Bovine thyroglobulin was extracted from unfrozen glands, purified by sucrose gradient centrifugation, and fractionated into a narrow range in iodine content by RbCl isopycnic centrifugation. The subunit composition of these preparations was studied by sodium dodecyl sulfate (SDS)-polyacrylamide gel electrophoresis. The extent of dissociation of 19 S into 12 S half-molecules followed the known relationship with iodine, i.e. decreased dissociability of 19 S with increased iodine content. The undissociated 19 S band always consisted of three closely spaced, equidistant bands. Reduction of the disulfide bonds of thyroglobulin by mercaptoethanol in SDS solution resulted in the formation of two major and one minor components (S, F, and A). The concentration of A was always less than 10% of the total. The ratio of S to F was, however, about equal in thyroglobulin preparations which ranged in iodine content from 0.2 to 1%. The final ratios were obtained before all the disulfides were reduced.
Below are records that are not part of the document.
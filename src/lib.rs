//! PCI bridge-tree resource management.
//!
//! Re-exports the workspace crates under one roof: [`rangeset`] for interval bookkeeping,
//! [`fabric`] for the device-tree and property contracts, and the rebalancing engine at the
//! top level.

pub use pci_fabric as fabric;
pub use pci_rangeset as rangeset;
pub use pci_rebalance::*;
//! One rebalance in flight per fabric.

use crate::error::{RebalanceError, Result};
use pci_fabric::NodeId;
use std::collections::{HashMap, HashSet};
use std::sync::{Arc, Condvar, Mutex, MutexGuard};
use std::time::{Duration, Instant};

/// How long [`FabricLocks::acquire`] may block.
#[derive(Debug, Copy, Clone, PartialEq, Eq)]
pub enum Wait {
    /// Fail immediately if the fabric is busy.
    Never,
    /// Block until the fabric is free or the wait is interrupted.
    Forever,
    Timeout(Duration),
}

#[derive(Debug, Default)]
struct LockState {
    held: HashSet<NodeId>,
    /// Bumped by [`FabricLocks::interrupt`]; a waiter that sees a change gives up.
    interrupts: HashMap<NodeId, u64>,
}

#[derive(Debug, Default)]
struct LockTable {
    state: Mutex<LockState>,
    released: Condvar,
}

/// Per-fabric exclusion, keyed on the fabric root.
///
/// Cloning shares the table. Distinct fabrics never contend.
#[derive(Debug, Clone, Default)]
pub struct FabricLocks {
    table: Arc<LockTable>,
}

impl FabricLocks {
    pub fn new() -> Self {
        Self::default()
    }

    fn state(&self) -> MutexGuard<'_, LockState> {
        self.table
            .state
            .lock()
            .unwrap_or_else(|poisoned| poisoned.into_inner())
    }

    pub fn acquire(&self, root: NodeId, wait: Wait) -> Result<FabricGuard> {
        let deadline = match wait {
            Wait::Timeout(timeout) => Some(Instant::now() + timeout),
            Wait::Never | Wait::Forever => None,
        };

        let mut state = self.state();
        let generation = state.interrupts.get(&root).copied().unwrap_or(0);
        while state.held.contains(&root) {
            state = match wait {
                Wait::Never => return Err(RebalanceError::ConcurrentAccess { root }),
                Wait::Forever => self
                    .table
                    .released
                    .wait(state)
                    .unwrap_or_else(|poisoned| poisoned.into_inner()),
                Wait::Timeout(_) => {
                    let remaining = deadline
                        .map(|d| d.saturating_duration_since(Instant::now()))
                        .unwrap_or_default();
                    if remaining.is_zero() {
                        tracing::debug!(%root, "timed out waiting for fabric");
                        return Err(RebalanceError::ConcurrentAccess { root });
                    }
                    self.table
                        .released
                        .wait_timeout(state, remaining)
                        .unwrap_or_else(|poisoned| poisoned.into_inner())
                        .0
                }
            };
            if state.interrupts.get(&root).copied().unwrap_or(0) != generation {
                tracing::debug!(%root, "wait for fabric interrupted");
                return Err(RebalanceError::ConcurrentAccess { root });
            }
        }

        state.held.insert(root);
        Ok(FabricGuard {
            locks: self.clone(),
            root,
        })
    }

    /// Wakes every waiter blocked on `root`; they fail with
    /// [`RebalanceError::ConcurrentAccess`]. The current holder is unaffected.
    pub fn interrupt(&self, root: NodeId) {
        let mut state = self.state();
        *state.interrupts.entry(root).or_default() += 1;
        drop(state);
        self.table.released.notify_all();
    }

    pub fn is_held(&self, root: NodeId) -> bool {
        self.state().held.contains(&root)
    }

    fn release(&self, root: NodeId) {
        let mut state = self.state();
        state.held.remove(&root);
        drop(state);
        self.table.released.notify_all();
    }
}

/// Exclusive right to rebalance one fabric. Released on drop.
#[derive(Debug)]
pub struct FabricGuard {
    locks: FabricLocks,
    root: NodeId,
}

impl FabricGuard {
    pub fn root(&self) -> NodeId {
        self.root
    }
}

impl Drop for FabricGuard {
    fn drop(&mut self) {
        self.locks.release(self.root);
    }
}
//! Device-tree and firmware-property contracts consumed by the rebalancing engine.
//!
//! The engine never owns the device tree. It navigates it through [`DeviceTree`], reads the
//! firmware-described resources through [`PropertyStore`], and hands its results to a committer
//! that writes them back through [`PropertyWriter`]. [`MemoryFabric`] implements all three for
//! tests and tooling.

mod memory;
mod props;
mod tree;

pub use memory::{DeviceSpec, MemoryFabric};
pub use pci_rangeset::Interval;
pub use props::{
    BootRole, BusRange, DeviceIdentity, PciId, PropertyStore, PropertyWriter, Region, VfNeed,
};
pub use tree::{Children, DeviceTree};

use bitflags::bitflags;
use serde::{Deserialize, Serialize};
use std::fmt;

/// Opaque identity of a node in the device tree.
#[derive(Debug, Copy, Clone, PartialEq, Eq, Hash, PartialOrd, Ord, Serialize, Deserialize)]
pub struct NodeId(pub u32);

impl NodeId {
    pub const fn index(self) -> usize {
        self.0 as usize
    }
}

impl fmt::Display for NodeId {
    fn fmt(&self, f: &mut fmt::Formatter<'_>) -> fmt::Result {
        write!(f, "node#{}", self.0)
    }
}

/// A kind of resource a bridge sub-allocates to its children.
#[derive(Debug, Copy, Clone, PartialEq, Eq, Hash, PartialOrd, Ord, Serialize, Deserialize)]
pub enum ResourceType {
    Bus,
    Io,
    Mem,
    PrefetchMem,
}

impl ResourceType {
    /// Order in which a rebalance processes the types it was asked for.
    pub const ALL: [ResourceType; 4] = [
        ResourceType::Bus,
        ResourceType::Io,
        ResourceType::Mem,
        ResourceType::PrefetchMem,
    ];

    pub const fn flag(self) -> ResourceTypes {
        match self {
            ResourceType::Bus => ResourceTypes::BUS,
            ResourceType::Io => ResourceTypes::IO,
            ResourceType::Mem => ResourceTypes::MEM,
            ResourceType::PrefetchMem => ResourceTypes::PMEM,
        }
    }

    pub const fn is_address(self) -> bool {
        !matches!(self, ResourceType::Bus)
    }
}

impl fmt::Display for ResourceType {
    fn fmt(&self, f: &mut fmt::Formatter<'_>) -> fmt::Result {
        f.write_str(match self {
            ResourceType::Bus => "bus",
            ResourceType::Io => "io",
            ResourceType::Mem => "mem",
            ResourceType::PrefetchMem => "pmem",
        })
    }
}

bitflags! {
    #[derive(Debug, Copy, Clone, PartialEq, Eq, Hash)]
    pub struct ResourceTypes: u32 {
        const BUS = 1 << 0;
        const IO = 1 << 1;
        const MEM = 1 << 2;
        const PMEM = 1 << 3;
    }
}

impl ResourceTypes {
    /// The individual types in processing order.
    pub fn types(self) -> impl Iterator<Item = ResourceType> {
        ResourceType::ALL
            .into_iter()
            .filter(move |ty| self.contains(ty.flag()))
    }
}

/// Which resource slot of its owner a request or delta refers to.
#[derive(Debug, Copy, Clone, PartialEq, Eq, Hash, Serialize, Deserialize)]
pub enum Slot {
    /// A BAR, identified by its config-space register offset.
    Bar(u8),
    /// The window (or, for bus numbers, the bus range) a bridge forwards to its children.
    BridgeWindow,
    /// A child's bus-relative identifiers; used only for renumbering notifications.
    BusNumber,
    /// The aggregate resources of an SR-IOV physical function's virtual functions.
    VirtualFunctions,
    /// A firmware-reserved hole in the fabric root's address space. Has no device behind it.
    Reserved,
}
The relative mobilitis of S, F, and A, decreased with increasing extent of reduction. Fully reduced S and F, but not A, migrated slower than unreduced 12 S. The three reduced alkylated polypeptides were purified by preparative SDS-polyacrylamide gel electrophoresis and their molecular weights were determined by sedimentation equilibrium in 8 M urea. Their Mw and Mz values agreed closely with that of the unreduced 12 S half-molecule subunit, thus indicating that reduction of the disulfide bonds changes the shape but not the molecular weights of the subunits.